---------- Entries provided ----------

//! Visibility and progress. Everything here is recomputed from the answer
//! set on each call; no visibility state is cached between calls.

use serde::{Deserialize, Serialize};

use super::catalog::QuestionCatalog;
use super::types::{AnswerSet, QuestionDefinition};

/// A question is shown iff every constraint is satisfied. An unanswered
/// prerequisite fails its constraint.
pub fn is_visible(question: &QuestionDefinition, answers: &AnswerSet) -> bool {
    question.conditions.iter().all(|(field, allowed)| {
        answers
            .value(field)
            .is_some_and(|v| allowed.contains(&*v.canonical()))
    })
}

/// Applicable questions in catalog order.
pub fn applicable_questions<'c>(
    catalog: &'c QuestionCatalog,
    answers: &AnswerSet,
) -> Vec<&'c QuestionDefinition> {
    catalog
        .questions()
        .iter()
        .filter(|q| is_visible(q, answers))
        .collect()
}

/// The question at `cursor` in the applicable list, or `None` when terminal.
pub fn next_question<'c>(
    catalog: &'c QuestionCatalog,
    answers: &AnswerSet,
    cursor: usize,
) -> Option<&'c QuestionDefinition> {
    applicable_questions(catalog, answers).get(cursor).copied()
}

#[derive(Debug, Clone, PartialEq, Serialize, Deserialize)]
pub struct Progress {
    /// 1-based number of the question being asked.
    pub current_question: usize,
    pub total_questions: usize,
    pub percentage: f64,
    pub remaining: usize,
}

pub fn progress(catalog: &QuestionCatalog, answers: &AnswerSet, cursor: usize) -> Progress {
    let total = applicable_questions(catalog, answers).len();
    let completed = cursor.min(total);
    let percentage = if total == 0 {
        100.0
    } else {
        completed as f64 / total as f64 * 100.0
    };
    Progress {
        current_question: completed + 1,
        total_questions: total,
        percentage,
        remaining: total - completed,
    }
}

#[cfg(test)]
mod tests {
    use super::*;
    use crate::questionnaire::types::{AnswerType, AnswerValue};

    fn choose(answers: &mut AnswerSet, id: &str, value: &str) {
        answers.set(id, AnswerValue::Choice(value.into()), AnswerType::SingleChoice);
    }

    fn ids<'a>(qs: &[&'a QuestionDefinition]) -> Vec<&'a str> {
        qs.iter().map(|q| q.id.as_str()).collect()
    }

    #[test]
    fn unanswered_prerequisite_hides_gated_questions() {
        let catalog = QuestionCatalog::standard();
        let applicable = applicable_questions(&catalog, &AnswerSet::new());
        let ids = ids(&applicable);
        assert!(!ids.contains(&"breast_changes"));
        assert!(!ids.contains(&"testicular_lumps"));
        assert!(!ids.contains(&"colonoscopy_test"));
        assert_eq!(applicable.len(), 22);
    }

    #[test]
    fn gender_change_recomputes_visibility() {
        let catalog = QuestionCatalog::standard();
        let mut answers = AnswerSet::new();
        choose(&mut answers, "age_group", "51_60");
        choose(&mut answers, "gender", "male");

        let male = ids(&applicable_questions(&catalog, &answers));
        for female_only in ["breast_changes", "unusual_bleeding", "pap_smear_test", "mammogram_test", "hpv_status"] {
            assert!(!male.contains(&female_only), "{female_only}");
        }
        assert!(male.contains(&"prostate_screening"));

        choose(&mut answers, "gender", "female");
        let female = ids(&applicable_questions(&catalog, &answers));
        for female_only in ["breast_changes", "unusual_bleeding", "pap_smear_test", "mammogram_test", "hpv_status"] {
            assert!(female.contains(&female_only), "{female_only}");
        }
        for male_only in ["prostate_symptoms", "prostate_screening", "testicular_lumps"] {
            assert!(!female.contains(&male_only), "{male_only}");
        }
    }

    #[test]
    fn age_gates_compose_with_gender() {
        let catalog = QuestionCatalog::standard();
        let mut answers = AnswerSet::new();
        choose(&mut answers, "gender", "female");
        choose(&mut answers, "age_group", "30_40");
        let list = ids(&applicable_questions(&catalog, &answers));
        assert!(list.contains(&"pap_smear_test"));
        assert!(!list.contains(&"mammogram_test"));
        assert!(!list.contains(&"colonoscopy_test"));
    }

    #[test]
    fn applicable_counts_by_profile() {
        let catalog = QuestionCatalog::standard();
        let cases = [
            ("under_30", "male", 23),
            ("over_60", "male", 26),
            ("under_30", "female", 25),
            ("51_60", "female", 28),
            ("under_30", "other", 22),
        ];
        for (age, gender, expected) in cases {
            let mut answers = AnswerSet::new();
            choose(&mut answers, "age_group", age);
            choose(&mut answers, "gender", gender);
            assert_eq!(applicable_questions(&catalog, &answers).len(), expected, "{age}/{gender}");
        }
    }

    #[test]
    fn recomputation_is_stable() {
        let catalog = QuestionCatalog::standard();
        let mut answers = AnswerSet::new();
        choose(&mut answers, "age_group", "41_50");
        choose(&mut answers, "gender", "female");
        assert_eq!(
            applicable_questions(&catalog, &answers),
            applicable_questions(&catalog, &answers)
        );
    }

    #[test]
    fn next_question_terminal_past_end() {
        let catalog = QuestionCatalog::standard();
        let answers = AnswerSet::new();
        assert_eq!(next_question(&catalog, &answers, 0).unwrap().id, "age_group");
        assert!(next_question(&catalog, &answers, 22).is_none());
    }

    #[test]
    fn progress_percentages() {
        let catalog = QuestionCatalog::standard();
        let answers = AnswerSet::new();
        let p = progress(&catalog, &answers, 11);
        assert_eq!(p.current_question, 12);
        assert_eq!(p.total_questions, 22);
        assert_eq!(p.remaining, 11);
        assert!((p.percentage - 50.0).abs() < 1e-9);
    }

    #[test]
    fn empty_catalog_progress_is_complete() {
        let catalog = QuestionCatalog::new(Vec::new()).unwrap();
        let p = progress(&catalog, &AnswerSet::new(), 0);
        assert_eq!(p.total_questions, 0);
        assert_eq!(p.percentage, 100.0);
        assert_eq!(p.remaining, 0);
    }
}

----------
---------- Entries provided ----------

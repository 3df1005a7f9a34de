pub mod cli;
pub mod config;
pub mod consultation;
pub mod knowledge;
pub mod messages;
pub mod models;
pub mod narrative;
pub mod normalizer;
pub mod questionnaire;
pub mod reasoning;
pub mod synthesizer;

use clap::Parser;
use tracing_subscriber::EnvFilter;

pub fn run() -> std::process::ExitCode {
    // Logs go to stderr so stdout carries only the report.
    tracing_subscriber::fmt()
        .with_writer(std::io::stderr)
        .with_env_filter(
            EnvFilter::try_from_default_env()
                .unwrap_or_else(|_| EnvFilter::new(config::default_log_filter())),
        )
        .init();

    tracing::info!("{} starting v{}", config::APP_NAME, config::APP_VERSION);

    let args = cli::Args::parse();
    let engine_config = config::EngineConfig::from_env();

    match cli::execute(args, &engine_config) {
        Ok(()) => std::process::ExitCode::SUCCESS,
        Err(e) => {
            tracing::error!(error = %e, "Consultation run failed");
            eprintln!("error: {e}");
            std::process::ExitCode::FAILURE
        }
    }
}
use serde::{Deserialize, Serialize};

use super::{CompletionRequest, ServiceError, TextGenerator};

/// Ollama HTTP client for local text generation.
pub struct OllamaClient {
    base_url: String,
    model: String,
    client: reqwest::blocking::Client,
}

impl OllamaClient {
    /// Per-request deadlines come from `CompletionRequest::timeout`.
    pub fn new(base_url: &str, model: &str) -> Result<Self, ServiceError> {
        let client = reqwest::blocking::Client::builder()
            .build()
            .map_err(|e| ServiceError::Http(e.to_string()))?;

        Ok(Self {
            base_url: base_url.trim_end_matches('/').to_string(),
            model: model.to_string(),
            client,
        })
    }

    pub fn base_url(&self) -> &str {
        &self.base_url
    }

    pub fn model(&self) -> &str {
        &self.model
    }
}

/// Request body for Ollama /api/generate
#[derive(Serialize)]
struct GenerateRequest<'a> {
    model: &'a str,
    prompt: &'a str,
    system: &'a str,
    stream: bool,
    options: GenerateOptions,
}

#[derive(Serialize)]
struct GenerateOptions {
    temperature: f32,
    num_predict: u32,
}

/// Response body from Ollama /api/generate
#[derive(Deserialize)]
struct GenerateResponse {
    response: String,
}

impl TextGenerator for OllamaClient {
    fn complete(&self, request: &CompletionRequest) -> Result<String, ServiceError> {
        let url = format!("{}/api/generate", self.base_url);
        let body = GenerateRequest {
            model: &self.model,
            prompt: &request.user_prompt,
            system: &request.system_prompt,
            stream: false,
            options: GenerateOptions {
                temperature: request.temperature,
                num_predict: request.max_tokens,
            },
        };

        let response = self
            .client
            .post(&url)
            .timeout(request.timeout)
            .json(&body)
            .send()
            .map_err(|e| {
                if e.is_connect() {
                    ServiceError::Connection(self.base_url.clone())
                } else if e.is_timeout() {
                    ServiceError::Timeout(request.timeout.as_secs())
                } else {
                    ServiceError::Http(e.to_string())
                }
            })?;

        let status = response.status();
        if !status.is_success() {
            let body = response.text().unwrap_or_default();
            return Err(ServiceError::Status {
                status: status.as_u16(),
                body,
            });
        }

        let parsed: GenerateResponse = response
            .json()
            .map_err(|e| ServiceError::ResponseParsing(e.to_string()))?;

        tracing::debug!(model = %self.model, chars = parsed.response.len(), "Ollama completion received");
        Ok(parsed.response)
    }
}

----------

(Exercise):
Every line of the data that includes the word "constraint" should be copied.

(Output for this task):
/// A question is shown iff every constraint is satisfied. An unanswered
/// prerequisite fails its constraint.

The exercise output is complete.